//! Sliding window log rate limiting.
//!
//! Keeps the exact timestamp of every admission still inside the trailing
//! window. Memory per key is bounded by the capacity.

use std::collections::VecDeque;
use std::time::Duration;

use chrono::{DateTime, TimeDelta, Utc};
use tracing::{debug, trace};

use super::{or_default, Limiter};
use crate::clock::{Clock, SystemClock};
use crate::config::LimiterConfig;
use crate::error::{Result, TurnstileError};
use crate::registry::Registry;
use crate::store::{MemoryStore, Store};

/// Registry name of this algorithm.
pub const NAME: &str = "sliding_window_log";

const DEFAULT_CAPACITY: u64 = 5;
const DEFAULT_WINDOW_SIZE: u32 = 1;
const DEFAULT_WINDOW_DURATION: Duration = Duration::from_secs(60);

/// Configuration for a sliding window log limiter. Zero fields take their defaults.
#[derive(Debug, Clone, Copy, PartialEq, Eq, Default)]
pub struct SlidingWindowLogConfig {
    /// Admissions allowed per trailing window (default 5)
    pub capacity: u64,
    /// Multiplier applied to `window_duration` (default 1)
    pub window_size: u32,
    /// Base window length (default 1 minute)
    pub window_duration: Duration,
}

impl SlidingWindowLogConfig {
    /// Extract the configuration from loosely typed parameters.
    pub fn from_params(params: &LimiterConfig) -> Result<Self> {
        let window_size = match params.unsigned("window_size")? {
            Some(size) => u32::try_from(size).map_err(|_| {
                TurnstileError::Config(format!("window_size is too large: {}", size))
            })?,
            None => 0,
        };

        Ok(Self {
            capacity: params.unsigned("capacity")?.unwrap_or_default(),
            window_size,
            window_duration: params.duration("window_duration")?.unwrap_or_default(),
        })
    }
}

/// Per-key admission log.
#[derive(Debug, Clone, PartialEq, Eq)]
pub struct SlidingWindowLogState {
    /// Admission timestamps, oldest first.
    pub log: VecDeque<DateTime<Utc>>,
    pub capacity: u64,
}

impl SlidingWindowLogState {
    fn new(capacity: u64) -> Self {
        Self {
            log: VecDeque::new(),
            capacity,
        }
    }

    /// Drop every entry that is no longer inside `window` ending at `now`.
    fn prune(&mut self, now: DateTime<Utc>, window: TimeDelta) {
        self.log.retain(|admitted| {
            admitted
                .checked_add_signed(window)
                .map_or(true, |expires| expires > now)
        });
    }

    fn admit(&mut self, now: DateTime<Utc>, window: TimeDelta) -> bool {
        self.prune(now, window);

        if (self.log.len() as u64) < self.capacity {
            // Keep the log ascending if the clock stepped back.
            let stamp = self.log.back().map_or(now, |last| (*last).max(now));
            self.log.push_back(stamp);
            true
        } else {
            false
        }
    }
}

/// A sliding window log limiter.
pub struct SlidingWindowLogLimiter<S = MemoryStore<SlidingWindowLogState>, C = SystemClock> {
    store: S,
    clock: C,
    capacity: u64,
    window: TimeDelta,
}

impl SlidingWindowLogLimiter {
    /// Create a limiter backed by an in-memory store and the system clock.
    pub fn new(config: SlidingWindowLogConfig) -> Result<Self> {
        Self::with_store(MemoryStore::new(), SystemClock, config)
    }
}

impl<S, C> SlidingWindowLogLimiter<S, C>
where
    S: Store<SlidingWindowLogState>,
    C: Clock,
{
    /// Create a limiter over an explicit store and clock.
    pub fn with_store(store: S, clock: C, config: SlidingWindowLogConfig) -> Result<Self> {
        let capacity = or_default("capacity", config.capacity, DEFAULT_CAPACITY);
        let window_size = or_default("window_size", config.window_size, DEFAULT_WINDOW_SIZE);
        let window_duration =
            or_default("window_duration", config.window_duration, DEFAULT_WINDOW_DURATION);

        let window = window_duration
            .checked_mul(window_size)
            .and_then(|window| TimeDelta::from_std(window).ok())
            .ok_or_else(|| TurnstileError::Config("window is too long".to_string()))?;

        Ok(Self {
            store,
            clock,
            capacity,
            window,
        })
    }

    /// The backing store.
    pub fn store(&self) -> &S {
        &self.store
    }

    /// Effective capacity after defaulting.
    pub fn capacity(&self) -> u64 {
        self.capacity
    }

    /// Effective trailing window.
    pub fn window(&self) -> TimeDelta {
        self.window
    }
}

impl<S, C> Limiter for SlidingWindowLogLimiter<S, C>
where
    S: Store<SlidingWindowLogState>,
    C: Clock,
{
    fn allow(&self, key: &str) -> Result<bool> {
        let now = self.clock.now();

        let admitted = self.store.update(
            key,
            || {
                debug!(key = %key, capacity = self.capacity, "Creating sliding window log");
                SlidingWindowLogState::new(self.capacity)
            },
            |state| {
                let admitted = state.admit(now, self.window);
                trace!(
                    key = %key,
                    logged = state.log.len(),
                    admitted,
                    "Sliding window log checked"
                );
                admitted
            },
        )?;

        if !admitted {
            debug!(key = %key, "Rate limit exceeded");
        }
        Ok(admitted)
    }
}

/// Register the sliding window log factory.
pub fn register(registry: &Registry) -> Result<()> {
    registry.register(NAME, |params: &LimiterConfig| {
        let config = SlidingWindowLogConfig::from_params(params)?;
        Ok(Box::new(SlidingWindowLogLimiter::new(config)?) as Box<dyn Limiter>)
    })
}

#[cfg(test)]
mod tests {
    use super::*;
    use crate::clock::ManualClock;
    use crate::error::StoreError;
    use crate::store::testing::FailingStore;
    use chrono::TimeZone;

    type TestLimiter = SlidingWindowLogLimiter<MemoryStore<SlidingWindowLogState>, ManualClock>;

    fn start() -> DateTime<Utc> {
        Utc.timestamp_opt(1_700_000_000, 0).unwrap()
    }

    fn test_limiter(config: SlidingWindowLogConfig) -> (TestLimiter, ManualClock) {
        let clock = ManualClock::new(start());
        let limiter =
            SlidingWindowLogLimiter::with_store(MemoryStore::new(), clock.clone(), config).unwrap();
        (limiter, clock)
    }

    fn log_len(limiter: &TestLimiter, key: &str) -> usize {
        limiter.store().get(key).unwrap().unwrap().log.len()
    }

    #[test]
    fn test_defaults_for_zero_config() {
        let limiter = SlidingWindowLogLimiter::new(SlidingWindowLogConfig::default()).unwrap();
        assert_eq!(limiter.capacity(), 5);
        assert_eq!(limiter.window(), TimeDelta::minutes(1));
    }

    #[test]
    fn test_window_is_duration_times_size() {
        let (limiter, _) = test_limiter(SlidingWindowLogConfig {
            capacity: 1,
            window_size: 3,
            window_duration: Duration::from_secs(10),
        });
        assert_eq!(limiter.window(), TimeDelta::seconds(30));
    }

    #[test]
    fn test_capacity_per_minute() {
        let (limiter, clock) = test_limiter(SlidingWindowLogConfig::default());

        for i in 1..=5 {
            assert!(limiter.allow("client").unwrap(), "call {} should be admitted", i);
        }
        assert!(!limiter.allow("client").unwrap());

        clock.advance(TimeDelta::seconds(59));
        assert!(!limiter.allow("client").unwrap());

        // Everything logged at the start has aged out
        clock.advance(TimeDelta::seconds(1));
        assert!(limiter.allow("client").unwrap());
        assert_eq!(log_len(&limiter, "client"), 1);
    }

    #[test]
    fn test_denial_prunes_without_appending() {
        let (limiter, clock) = test_limiter(SlidingWindowLogConfig {
            capacity: 2,
            ..SlidingWindowLogConfig::default()
        });

        limiter.allow("k").unwrap();
        clock.advance(TimeDelta::seconds(30));
        limiter.allow("k").unwrap();
        assert!(!limiter.allow("k").unwrap());
        assert_eq!(log_len(&limiter, "k"), 2);

        // The first entry expires; the second is still inside the window
        clock.advance(TimeDelta::seconds(30));
        assert!(limiter.allow("k").unwrap());
        assert!(!limiter.allow("k").unwrap());
        assert_eq!(log_len(&limiter, "k"), 2);
    }

    #[test]
    fn test_log_is_ascending_and_inside_window() {
        let (limiter, clock) = test_limiter(SlidingWindowLogConfig {
            capacity: 10,
            window_size: 1,
            window_duration: Duration::from_secs(5),
        });

        for _ in 0..20 {
            clock.advance(TimeDelta::milliseconds(700));
            limiter.allow("steady").unwrap();

            let state = limiter.store().get("steady").unwrap().unwrap();
            let now = clock.now();
            assert!(state.log.iter().zip(state.log.iter().skip(1)).all(|(a, b)| a <= b));
            assert!(state.log.iter().all(|t| *t + limiter.window() > now));
        }
    }

    #[test]
    fn test_log_stays_ascending_when_clock_steps_back() {
        let (limiter, clock) = test_limiter(SlidingWindowLogConfig::default());

        assert!(limiter.allow("k").unwrap());
        clock.advance(TimeDelta::seconds(-2));
        assert!(limiter.allow("k").unwrap());
        clock.advance(TimeDelta::seconds(1));
        assert!(limiter.allow("k").unwrap());

        let state = limiter.store().get("k").unwrap().unwrap();
        assert_eq!(state.log.len(), 3);
        assert!(state.log.iter().zip(state.log.iter().skip(1)).all(|(a, b)| a <= b));
        assert!(state.log.iter().all(|t| *t == start()));
    }

    #[test]
    fn test_store_fault_is_an_error() {
        let limiter = SlidingWindowLogLimiter::with_store(
            FailingStore,
            SystemClock,
            SlidingWindowLogConfig::default(),
        )
        .unwrap();

        match limiter.allow("k") {
            Err(TurnstileError::Store(err)) => {
                assert_eq!(err, StoreError::Unavailable("down".to_string()))
            }
            other => panic!("expected a store fault, got {:?}", other),
        }
    }

    #[test]
    fn test_keys_are_independent() {
        let (limiter, _) = test_limiter(SlidingWindowLogConfig {
            capacity: 1,
            ..SlidingWindowLogConfig::default()
        });

        assert!(limiter.allow("a").unwrap());
        assert!(!limiter.allow("a").unwrap());
        assert!(limiter.allow("b").unwrap());
    }

    #[test]
    fn test_from_params() {
        let params = LimiterConfig::new()
            .with("capacity", 7)
            .with("window_size", 2)
            .with("window_duration", Duration::from_secs(30));
        let config = SlidingWindowLogConfig::from_params(&params).unwrap();
        assert_eq!(config.capacity, 7);
        assert_eq!(config.window_size, 2);
        assert_eq!(config.window_duration, Duration::from_secs(30));
    }

    #[test]
    fn test_from_params_wrong_type() {
        let params = LimiterConfig::new().with("capacity", "lots");
        assert!(matches!(
            SlidingWindowLogConfig::from_params(&params),
            Err(TurnstileError::WrongType { .. })
        ));
    }
}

# Work task
Gather each line in the data that holds the string "impl".

# Answer space
impl SlidingWindowLogConfig {
impl SlidingWindowLogState {
impl SlidingWindowLogLimiter {
impl<S, C> SlidingWindowLogLimiter<S, C>
impl<S, C> Limiter for SlidingWindowLogLimiter<S, C>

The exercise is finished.